Excerpts from a dataset:

▽

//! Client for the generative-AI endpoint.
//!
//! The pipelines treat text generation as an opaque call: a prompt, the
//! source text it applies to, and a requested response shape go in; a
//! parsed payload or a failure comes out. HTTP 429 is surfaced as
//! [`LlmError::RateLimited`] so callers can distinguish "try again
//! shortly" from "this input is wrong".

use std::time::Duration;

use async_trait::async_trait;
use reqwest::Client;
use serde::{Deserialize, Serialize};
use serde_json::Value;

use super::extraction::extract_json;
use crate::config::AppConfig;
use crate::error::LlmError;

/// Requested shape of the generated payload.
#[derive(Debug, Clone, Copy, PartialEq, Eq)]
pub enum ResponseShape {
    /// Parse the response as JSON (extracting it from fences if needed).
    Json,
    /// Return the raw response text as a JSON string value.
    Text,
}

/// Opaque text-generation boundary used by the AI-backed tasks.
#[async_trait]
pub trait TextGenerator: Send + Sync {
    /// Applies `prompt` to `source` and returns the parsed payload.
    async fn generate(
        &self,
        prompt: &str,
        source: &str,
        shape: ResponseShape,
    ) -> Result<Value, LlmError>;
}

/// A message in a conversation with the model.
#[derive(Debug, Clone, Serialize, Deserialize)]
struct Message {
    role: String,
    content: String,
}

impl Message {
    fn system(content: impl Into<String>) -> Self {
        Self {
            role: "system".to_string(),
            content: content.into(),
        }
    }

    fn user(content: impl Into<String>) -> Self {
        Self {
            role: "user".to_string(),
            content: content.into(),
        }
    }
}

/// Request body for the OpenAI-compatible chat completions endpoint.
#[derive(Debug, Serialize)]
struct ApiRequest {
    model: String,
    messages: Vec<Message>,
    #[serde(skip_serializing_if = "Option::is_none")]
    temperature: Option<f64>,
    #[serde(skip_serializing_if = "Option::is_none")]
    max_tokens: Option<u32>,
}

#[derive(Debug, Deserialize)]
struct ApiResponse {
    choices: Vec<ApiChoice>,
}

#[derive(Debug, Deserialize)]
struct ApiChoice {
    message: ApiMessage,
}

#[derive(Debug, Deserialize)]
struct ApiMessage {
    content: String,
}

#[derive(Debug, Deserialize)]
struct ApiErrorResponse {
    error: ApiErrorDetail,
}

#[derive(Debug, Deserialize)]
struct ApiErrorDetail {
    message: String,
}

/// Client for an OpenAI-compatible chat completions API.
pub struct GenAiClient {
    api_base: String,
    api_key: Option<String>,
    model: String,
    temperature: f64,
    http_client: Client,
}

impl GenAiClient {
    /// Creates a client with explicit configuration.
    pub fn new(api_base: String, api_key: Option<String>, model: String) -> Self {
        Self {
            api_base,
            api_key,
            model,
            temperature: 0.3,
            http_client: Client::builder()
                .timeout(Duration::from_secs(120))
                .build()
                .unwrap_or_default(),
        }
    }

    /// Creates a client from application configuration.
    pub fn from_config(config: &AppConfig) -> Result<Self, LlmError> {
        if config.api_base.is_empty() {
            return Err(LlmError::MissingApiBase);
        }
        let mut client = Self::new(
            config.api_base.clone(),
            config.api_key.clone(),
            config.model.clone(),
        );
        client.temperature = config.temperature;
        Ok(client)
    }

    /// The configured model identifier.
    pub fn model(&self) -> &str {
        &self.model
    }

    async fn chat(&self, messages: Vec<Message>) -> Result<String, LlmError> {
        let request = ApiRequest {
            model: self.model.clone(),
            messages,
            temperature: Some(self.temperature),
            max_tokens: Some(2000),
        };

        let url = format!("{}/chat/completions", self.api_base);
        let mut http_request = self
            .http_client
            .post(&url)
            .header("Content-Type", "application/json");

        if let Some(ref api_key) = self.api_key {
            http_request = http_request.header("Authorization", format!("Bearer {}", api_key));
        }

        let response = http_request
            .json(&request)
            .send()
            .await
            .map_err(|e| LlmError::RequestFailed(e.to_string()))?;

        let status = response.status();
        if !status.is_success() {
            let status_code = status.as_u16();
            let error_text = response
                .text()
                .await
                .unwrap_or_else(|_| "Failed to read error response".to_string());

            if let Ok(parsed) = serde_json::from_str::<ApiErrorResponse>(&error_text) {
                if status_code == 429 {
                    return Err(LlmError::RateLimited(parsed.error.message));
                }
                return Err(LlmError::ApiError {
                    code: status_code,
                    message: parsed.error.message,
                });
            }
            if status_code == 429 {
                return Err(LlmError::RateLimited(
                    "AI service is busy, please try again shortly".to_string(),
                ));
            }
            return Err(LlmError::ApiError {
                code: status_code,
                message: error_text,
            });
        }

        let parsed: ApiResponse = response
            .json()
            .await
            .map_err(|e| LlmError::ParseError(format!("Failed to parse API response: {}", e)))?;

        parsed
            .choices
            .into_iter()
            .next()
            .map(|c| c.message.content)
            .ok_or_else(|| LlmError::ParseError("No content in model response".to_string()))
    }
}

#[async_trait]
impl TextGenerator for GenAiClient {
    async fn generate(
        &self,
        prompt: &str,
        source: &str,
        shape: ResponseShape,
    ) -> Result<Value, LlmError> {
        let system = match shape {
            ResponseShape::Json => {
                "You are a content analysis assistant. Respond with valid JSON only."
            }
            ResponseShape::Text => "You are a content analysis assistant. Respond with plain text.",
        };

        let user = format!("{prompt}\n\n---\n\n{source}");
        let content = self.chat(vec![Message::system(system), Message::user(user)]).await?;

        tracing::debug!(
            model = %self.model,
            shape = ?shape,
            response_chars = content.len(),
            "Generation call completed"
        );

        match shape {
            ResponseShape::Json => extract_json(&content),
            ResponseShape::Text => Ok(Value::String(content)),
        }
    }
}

△
▽

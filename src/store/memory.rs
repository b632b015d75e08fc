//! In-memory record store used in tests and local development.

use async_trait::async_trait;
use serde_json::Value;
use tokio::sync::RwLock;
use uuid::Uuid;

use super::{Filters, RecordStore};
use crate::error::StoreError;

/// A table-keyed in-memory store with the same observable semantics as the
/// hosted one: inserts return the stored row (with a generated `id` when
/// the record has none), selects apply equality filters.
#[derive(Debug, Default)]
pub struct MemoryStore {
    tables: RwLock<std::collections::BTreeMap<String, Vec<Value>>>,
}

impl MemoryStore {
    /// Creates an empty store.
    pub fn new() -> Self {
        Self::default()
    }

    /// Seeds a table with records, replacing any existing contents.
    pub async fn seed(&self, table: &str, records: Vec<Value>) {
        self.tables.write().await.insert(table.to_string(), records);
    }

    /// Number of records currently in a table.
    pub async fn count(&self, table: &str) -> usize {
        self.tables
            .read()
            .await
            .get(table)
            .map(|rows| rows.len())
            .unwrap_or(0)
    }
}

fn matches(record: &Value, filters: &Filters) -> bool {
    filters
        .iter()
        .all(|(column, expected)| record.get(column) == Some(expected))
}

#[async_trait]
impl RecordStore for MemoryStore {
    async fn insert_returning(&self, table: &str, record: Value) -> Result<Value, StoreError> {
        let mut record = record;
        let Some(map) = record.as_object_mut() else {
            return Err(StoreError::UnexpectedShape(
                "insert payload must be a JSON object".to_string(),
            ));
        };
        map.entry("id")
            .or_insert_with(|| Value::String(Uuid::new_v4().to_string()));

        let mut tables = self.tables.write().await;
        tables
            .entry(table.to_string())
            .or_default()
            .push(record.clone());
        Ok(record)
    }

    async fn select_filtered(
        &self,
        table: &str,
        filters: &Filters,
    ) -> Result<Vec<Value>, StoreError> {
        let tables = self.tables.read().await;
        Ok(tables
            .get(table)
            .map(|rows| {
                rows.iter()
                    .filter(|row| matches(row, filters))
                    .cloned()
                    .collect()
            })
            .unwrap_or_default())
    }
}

△

### THE TASK
Please show each line in the records above that contains "MemoryStore".

### TASK RESPONSE
pub struct MemoryStore {
impl MemoryStore {
impl RecordStore for MemoryStore {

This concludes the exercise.